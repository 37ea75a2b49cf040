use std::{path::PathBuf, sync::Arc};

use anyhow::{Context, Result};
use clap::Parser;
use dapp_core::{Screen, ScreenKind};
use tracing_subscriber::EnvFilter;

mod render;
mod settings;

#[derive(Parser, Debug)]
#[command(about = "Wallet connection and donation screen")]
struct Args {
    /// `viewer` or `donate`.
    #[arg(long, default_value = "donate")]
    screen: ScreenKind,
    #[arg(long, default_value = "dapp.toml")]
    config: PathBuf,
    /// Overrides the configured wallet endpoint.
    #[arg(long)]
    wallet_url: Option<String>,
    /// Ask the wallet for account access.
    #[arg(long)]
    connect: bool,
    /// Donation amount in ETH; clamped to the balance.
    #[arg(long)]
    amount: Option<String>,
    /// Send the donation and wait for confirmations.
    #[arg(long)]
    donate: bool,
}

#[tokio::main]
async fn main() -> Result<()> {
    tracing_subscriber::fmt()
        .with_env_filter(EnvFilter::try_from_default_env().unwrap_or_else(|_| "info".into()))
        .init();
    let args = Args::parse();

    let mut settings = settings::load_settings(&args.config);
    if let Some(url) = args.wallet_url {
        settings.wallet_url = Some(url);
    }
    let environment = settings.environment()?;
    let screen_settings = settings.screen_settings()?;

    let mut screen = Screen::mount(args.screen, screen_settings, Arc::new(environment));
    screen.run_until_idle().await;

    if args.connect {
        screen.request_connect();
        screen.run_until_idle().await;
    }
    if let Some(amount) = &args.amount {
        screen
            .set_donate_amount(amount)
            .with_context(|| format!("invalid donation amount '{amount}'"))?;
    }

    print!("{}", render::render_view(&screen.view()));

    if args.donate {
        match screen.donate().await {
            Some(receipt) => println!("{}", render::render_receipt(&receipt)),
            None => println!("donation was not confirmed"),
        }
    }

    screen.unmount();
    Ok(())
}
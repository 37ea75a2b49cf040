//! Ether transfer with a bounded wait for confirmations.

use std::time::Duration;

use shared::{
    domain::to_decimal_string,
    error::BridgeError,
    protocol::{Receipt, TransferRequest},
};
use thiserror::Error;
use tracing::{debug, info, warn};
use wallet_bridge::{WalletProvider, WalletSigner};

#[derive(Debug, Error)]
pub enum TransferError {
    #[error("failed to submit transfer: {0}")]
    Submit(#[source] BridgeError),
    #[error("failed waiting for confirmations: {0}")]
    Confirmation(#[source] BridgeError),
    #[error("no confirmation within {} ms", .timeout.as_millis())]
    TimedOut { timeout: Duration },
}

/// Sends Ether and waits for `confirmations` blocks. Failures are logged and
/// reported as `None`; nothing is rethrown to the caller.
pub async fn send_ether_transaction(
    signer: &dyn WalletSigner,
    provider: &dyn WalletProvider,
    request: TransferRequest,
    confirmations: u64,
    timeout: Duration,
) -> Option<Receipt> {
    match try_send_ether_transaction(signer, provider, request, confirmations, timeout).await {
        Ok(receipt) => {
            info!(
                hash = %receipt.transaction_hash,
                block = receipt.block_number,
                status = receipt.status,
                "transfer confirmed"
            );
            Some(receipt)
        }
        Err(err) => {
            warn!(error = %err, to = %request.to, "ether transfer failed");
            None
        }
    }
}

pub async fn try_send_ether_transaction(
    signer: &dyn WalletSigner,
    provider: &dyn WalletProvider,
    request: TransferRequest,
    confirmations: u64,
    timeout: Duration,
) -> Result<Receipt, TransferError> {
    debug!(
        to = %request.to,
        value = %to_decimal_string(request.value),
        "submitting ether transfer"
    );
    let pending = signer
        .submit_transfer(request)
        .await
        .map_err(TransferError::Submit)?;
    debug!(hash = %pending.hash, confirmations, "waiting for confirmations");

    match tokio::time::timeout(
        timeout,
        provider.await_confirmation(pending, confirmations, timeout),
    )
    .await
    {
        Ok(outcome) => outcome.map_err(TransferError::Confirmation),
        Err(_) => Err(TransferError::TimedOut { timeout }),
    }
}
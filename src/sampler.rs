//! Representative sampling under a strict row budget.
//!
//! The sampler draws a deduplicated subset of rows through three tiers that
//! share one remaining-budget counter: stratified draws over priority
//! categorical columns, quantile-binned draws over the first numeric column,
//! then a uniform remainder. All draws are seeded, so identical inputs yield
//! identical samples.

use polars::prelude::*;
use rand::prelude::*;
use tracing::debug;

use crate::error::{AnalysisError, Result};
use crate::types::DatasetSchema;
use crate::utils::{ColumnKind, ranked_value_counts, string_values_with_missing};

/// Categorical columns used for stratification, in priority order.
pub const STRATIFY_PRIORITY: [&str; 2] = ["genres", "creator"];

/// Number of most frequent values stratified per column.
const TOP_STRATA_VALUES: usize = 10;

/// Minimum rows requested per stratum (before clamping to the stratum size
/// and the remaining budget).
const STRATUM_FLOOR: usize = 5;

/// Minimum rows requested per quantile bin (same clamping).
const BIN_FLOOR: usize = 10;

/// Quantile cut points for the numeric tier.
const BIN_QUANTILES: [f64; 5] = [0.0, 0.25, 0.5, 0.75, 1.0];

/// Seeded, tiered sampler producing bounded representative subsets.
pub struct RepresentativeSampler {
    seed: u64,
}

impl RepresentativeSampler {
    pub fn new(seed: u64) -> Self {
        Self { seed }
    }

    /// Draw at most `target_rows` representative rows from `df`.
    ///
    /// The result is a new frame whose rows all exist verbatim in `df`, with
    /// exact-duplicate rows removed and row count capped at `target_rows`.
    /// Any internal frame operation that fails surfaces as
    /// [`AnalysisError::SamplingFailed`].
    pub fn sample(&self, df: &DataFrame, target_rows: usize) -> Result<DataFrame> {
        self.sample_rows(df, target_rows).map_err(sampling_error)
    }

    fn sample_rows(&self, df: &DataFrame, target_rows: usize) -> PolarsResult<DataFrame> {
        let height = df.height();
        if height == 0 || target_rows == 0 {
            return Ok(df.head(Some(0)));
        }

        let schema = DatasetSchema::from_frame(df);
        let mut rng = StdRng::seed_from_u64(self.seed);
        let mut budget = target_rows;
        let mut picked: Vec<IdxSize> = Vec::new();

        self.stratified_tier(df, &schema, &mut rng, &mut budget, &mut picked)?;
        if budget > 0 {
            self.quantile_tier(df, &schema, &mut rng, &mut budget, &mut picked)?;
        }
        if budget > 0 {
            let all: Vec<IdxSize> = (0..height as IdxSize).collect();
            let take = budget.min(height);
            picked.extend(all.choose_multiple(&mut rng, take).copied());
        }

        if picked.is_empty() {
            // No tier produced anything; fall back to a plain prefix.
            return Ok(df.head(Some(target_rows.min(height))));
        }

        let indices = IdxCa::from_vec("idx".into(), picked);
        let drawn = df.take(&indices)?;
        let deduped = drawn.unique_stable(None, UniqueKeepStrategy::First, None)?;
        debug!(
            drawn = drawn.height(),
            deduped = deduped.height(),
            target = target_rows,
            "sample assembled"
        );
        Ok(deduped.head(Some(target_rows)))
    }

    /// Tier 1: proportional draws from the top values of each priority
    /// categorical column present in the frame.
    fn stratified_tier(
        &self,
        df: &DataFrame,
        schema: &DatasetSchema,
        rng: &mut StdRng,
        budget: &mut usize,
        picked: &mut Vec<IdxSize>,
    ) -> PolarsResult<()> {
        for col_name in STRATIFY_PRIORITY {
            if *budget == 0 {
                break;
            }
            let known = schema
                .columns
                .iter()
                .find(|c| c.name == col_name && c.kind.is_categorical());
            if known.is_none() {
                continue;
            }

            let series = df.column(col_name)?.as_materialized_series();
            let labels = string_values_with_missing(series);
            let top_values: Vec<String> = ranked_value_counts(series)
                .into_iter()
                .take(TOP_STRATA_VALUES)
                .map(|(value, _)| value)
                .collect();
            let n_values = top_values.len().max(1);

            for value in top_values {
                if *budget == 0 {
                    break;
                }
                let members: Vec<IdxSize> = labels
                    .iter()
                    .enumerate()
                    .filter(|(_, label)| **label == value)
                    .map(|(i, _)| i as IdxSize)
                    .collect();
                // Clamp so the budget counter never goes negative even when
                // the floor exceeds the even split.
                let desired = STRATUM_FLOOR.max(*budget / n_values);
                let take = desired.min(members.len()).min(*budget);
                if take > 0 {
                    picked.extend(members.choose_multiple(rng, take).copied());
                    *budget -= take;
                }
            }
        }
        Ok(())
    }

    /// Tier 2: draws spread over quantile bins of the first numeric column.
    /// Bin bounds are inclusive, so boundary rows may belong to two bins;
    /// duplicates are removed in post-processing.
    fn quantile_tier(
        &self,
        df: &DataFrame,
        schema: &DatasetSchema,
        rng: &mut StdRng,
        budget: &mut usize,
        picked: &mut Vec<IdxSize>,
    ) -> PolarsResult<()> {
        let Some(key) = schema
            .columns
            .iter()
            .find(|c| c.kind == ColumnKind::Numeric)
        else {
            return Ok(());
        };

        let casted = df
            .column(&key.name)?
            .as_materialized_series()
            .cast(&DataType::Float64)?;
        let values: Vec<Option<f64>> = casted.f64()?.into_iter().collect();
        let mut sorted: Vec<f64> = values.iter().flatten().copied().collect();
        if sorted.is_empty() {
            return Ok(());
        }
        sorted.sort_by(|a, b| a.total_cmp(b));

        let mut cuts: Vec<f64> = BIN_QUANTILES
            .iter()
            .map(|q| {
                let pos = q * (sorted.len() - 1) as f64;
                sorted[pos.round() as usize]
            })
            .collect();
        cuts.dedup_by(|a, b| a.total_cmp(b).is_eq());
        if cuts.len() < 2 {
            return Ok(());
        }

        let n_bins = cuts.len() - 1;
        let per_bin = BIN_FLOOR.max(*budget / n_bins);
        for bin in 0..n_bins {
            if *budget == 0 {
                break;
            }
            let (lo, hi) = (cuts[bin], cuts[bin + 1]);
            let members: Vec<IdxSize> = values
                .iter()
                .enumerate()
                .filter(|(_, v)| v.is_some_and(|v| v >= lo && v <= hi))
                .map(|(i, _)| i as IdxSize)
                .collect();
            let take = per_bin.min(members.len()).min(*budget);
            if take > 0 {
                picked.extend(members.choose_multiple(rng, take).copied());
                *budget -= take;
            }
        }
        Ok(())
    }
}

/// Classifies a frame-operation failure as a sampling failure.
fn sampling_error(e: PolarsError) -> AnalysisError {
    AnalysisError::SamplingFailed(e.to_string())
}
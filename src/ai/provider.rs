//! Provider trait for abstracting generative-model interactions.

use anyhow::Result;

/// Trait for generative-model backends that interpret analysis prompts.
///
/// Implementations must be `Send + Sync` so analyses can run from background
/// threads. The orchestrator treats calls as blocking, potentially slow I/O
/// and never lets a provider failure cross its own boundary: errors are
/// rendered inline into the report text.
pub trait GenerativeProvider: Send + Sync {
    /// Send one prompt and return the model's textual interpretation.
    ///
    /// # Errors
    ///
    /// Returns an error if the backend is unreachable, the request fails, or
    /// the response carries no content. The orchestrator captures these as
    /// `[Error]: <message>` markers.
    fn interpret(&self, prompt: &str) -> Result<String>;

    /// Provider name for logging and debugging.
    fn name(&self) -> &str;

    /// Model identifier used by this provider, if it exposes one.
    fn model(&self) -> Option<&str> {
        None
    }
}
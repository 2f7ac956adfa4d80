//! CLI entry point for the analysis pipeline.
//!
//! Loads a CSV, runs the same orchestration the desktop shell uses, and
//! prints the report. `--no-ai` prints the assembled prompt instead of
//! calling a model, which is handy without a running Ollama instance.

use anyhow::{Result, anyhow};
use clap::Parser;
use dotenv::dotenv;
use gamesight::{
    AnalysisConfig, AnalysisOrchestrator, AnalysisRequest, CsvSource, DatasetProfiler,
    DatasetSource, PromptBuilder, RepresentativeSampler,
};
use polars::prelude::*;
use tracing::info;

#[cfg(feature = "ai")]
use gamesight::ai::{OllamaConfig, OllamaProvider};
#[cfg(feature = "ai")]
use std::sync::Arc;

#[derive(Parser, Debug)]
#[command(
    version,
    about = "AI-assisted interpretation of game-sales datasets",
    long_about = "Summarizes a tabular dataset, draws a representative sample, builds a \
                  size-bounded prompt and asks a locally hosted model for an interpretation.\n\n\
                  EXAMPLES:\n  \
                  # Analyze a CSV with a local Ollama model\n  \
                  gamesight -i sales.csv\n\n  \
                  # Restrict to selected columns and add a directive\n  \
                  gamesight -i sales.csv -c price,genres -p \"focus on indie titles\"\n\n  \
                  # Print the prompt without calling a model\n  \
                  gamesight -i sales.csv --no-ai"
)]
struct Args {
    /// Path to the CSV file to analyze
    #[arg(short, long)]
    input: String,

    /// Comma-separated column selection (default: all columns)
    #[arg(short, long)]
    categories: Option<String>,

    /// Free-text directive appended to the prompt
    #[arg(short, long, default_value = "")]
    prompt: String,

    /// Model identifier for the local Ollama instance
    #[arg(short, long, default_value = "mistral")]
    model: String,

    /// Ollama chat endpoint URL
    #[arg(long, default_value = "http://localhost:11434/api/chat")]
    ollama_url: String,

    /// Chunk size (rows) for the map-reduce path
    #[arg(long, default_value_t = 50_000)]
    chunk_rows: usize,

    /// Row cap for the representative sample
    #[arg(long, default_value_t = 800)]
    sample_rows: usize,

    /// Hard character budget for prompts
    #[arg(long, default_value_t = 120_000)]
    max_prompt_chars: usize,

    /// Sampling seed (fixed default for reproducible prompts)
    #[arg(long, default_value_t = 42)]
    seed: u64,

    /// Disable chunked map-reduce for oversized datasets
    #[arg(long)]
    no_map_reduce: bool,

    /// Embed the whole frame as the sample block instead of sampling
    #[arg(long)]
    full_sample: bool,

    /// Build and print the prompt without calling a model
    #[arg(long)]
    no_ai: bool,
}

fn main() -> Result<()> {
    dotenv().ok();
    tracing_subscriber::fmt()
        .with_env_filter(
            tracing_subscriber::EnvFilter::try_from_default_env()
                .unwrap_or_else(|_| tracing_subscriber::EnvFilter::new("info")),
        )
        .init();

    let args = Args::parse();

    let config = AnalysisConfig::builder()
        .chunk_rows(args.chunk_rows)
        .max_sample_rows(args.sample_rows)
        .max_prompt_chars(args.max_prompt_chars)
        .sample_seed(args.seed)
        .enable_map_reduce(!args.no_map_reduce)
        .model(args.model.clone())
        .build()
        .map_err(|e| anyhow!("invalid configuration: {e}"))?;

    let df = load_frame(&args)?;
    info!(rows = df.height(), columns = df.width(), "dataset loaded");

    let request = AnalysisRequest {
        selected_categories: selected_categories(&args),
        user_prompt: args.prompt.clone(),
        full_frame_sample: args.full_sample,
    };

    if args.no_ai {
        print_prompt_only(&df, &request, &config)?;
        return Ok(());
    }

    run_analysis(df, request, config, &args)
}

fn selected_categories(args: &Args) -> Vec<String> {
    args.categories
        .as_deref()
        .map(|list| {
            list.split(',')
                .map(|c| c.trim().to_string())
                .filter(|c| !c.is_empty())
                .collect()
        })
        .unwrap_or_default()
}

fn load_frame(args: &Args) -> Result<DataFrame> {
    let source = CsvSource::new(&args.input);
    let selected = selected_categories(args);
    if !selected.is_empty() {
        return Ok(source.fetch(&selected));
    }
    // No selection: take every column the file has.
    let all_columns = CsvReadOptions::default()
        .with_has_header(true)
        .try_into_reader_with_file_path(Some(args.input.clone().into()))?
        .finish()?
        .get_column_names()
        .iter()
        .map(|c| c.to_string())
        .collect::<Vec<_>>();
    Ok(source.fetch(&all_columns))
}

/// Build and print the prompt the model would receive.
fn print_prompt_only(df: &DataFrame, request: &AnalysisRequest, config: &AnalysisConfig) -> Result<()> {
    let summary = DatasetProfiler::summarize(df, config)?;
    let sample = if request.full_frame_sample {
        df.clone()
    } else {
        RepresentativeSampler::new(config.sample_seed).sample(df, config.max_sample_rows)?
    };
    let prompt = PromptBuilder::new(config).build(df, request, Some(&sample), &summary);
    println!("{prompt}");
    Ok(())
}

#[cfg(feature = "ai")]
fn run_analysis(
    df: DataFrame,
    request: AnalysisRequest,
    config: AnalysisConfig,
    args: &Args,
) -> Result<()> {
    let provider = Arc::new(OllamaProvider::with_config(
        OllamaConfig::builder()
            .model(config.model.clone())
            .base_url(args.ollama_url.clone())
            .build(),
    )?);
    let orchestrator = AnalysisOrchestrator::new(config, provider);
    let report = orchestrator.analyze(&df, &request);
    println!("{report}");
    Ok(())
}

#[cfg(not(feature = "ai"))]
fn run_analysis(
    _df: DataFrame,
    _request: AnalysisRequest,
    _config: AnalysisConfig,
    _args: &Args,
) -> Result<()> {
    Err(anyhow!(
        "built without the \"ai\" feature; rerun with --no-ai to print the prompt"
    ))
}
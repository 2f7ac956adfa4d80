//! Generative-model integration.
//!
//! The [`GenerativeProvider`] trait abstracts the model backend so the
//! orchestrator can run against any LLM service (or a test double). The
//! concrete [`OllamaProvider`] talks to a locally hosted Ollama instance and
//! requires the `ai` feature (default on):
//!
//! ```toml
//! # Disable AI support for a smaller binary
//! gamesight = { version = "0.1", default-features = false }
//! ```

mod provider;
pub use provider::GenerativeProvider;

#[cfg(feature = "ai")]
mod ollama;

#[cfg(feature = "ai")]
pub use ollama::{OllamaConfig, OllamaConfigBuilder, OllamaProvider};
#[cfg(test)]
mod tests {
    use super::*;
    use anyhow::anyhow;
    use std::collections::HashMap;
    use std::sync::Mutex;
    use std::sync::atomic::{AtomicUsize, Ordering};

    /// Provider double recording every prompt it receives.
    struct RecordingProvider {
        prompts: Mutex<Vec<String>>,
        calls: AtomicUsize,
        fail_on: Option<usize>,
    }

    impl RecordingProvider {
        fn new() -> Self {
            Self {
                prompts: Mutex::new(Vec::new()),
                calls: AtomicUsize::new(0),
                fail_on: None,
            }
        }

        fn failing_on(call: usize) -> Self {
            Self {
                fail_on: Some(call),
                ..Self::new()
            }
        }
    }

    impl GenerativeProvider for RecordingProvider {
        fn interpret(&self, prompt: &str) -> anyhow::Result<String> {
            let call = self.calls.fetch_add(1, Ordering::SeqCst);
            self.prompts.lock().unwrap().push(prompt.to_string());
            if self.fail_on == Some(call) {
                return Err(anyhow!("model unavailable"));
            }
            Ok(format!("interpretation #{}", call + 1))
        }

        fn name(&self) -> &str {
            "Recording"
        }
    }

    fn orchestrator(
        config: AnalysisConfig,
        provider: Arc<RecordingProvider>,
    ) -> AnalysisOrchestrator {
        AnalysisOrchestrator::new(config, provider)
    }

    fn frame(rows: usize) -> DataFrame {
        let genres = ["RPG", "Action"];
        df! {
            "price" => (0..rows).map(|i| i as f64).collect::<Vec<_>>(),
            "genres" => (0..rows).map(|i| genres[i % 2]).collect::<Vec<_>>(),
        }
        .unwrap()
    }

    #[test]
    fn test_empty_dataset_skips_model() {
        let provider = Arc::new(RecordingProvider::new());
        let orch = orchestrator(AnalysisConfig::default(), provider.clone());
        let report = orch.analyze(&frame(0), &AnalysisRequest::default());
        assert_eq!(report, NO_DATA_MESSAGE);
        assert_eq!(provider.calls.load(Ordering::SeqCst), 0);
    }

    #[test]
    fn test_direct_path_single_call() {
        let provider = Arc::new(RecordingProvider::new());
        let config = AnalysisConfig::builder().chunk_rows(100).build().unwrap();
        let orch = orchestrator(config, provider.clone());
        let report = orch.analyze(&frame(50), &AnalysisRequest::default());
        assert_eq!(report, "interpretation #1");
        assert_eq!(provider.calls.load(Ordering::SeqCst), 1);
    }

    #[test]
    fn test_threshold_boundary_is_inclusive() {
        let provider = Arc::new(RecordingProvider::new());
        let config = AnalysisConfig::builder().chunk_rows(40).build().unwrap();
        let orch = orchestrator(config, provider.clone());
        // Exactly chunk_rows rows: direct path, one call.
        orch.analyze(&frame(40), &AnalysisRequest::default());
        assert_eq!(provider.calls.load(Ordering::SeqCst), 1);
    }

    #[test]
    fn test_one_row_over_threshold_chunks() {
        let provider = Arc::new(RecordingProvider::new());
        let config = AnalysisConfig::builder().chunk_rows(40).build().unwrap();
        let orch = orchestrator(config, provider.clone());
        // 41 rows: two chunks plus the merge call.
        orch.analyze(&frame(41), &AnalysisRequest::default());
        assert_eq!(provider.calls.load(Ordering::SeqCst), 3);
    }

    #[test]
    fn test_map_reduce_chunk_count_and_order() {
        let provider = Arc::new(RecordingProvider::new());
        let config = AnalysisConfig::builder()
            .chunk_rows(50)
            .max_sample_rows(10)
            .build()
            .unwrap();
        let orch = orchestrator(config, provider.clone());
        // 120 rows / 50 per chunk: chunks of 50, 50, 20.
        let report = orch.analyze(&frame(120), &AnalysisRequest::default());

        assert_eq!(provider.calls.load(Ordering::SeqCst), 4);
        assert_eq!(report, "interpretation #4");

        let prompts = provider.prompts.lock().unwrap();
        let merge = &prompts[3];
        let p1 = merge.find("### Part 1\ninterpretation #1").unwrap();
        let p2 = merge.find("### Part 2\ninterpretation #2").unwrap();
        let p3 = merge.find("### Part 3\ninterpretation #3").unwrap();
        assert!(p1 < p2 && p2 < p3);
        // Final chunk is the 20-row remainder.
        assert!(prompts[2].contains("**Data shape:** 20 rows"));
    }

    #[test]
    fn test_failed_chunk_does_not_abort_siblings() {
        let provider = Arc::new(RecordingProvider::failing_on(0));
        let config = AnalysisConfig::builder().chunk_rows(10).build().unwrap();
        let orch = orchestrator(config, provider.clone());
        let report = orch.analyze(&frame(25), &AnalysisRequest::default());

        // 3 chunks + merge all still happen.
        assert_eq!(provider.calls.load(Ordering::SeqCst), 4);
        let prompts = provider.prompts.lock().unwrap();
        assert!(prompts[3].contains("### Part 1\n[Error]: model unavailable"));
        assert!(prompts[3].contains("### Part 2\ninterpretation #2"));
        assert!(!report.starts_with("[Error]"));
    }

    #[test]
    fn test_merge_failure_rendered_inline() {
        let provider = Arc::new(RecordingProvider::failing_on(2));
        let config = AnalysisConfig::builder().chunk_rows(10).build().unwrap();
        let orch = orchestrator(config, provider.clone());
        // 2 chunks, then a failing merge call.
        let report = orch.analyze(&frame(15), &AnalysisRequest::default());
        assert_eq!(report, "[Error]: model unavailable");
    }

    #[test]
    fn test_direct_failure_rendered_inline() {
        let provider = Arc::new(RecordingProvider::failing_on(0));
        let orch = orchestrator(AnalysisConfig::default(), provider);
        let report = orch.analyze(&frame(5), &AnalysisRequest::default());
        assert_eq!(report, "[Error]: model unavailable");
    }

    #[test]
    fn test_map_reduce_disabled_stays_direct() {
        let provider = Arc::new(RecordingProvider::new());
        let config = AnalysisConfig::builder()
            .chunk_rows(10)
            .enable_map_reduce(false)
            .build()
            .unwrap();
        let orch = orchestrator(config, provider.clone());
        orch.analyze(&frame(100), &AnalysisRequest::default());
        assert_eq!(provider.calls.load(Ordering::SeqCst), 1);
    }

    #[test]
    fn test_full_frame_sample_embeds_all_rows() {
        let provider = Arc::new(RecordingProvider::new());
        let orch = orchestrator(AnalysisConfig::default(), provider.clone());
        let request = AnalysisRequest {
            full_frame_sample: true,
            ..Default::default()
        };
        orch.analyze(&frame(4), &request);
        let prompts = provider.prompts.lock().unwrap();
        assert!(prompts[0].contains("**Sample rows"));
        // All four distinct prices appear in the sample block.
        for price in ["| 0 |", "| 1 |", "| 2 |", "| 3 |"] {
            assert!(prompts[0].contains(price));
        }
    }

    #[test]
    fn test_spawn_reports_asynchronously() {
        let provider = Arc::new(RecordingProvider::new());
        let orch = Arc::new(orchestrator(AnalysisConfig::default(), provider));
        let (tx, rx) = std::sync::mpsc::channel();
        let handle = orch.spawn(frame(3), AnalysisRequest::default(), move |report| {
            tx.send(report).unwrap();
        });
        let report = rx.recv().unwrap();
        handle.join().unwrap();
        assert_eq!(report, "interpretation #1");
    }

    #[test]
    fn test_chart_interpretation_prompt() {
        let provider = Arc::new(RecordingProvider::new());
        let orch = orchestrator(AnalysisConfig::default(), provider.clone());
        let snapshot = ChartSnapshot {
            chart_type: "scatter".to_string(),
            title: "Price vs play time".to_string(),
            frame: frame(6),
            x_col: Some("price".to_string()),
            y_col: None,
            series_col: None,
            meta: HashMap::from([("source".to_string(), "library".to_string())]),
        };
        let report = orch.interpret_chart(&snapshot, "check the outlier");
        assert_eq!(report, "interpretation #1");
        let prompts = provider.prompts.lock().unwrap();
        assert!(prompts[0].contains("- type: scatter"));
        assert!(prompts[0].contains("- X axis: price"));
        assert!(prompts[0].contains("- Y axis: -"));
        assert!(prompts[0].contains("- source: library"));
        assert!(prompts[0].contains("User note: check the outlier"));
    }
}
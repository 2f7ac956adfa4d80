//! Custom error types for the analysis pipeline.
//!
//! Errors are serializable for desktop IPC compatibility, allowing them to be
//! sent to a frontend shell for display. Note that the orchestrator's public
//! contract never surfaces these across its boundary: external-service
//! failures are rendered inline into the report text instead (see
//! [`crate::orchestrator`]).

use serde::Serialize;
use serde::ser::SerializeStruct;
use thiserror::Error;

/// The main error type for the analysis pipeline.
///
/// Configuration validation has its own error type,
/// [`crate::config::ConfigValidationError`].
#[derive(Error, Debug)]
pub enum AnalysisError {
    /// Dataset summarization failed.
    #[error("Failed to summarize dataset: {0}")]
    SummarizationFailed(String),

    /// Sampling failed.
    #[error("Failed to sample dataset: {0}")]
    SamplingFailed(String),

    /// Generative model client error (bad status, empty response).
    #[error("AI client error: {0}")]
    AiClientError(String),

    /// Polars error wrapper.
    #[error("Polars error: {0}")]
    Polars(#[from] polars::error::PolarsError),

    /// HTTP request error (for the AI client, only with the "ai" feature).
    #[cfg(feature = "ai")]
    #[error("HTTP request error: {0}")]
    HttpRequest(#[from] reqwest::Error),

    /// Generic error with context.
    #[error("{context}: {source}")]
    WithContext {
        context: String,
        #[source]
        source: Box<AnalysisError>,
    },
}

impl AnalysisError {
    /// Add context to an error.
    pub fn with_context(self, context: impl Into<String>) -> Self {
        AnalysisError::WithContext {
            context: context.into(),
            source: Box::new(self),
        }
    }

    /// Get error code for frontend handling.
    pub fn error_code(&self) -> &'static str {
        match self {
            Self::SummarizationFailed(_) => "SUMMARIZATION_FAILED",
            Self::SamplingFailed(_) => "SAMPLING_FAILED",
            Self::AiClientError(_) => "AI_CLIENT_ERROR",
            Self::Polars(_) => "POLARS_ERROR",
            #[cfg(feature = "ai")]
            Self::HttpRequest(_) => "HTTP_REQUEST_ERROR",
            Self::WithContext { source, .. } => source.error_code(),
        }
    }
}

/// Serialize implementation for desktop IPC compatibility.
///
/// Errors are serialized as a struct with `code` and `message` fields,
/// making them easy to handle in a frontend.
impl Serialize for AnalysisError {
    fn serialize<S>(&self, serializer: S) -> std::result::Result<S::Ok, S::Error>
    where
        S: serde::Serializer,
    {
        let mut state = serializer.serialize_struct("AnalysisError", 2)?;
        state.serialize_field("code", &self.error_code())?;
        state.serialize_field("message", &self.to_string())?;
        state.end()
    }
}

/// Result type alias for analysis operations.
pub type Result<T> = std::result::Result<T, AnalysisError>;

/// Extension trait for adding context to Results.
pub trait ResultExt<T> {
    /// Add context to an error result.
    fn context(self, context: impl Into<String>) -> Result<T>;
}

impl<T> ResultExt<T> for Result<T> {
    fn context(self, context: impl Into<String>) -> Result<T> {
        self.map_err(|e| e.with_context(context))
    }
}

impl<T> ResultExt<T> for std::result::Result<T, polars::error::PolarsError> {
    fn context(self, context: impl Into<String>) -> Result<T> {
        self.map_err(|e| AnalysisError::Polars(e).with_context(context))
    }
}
═══
_Task directions_
Working through the records above, copy each line in which "desired" is found.

_Your solution_
                let desired = STRATUM_FLOOR.max(*budget / n_values);
                let take = desired.min(members.len()).min(*budget);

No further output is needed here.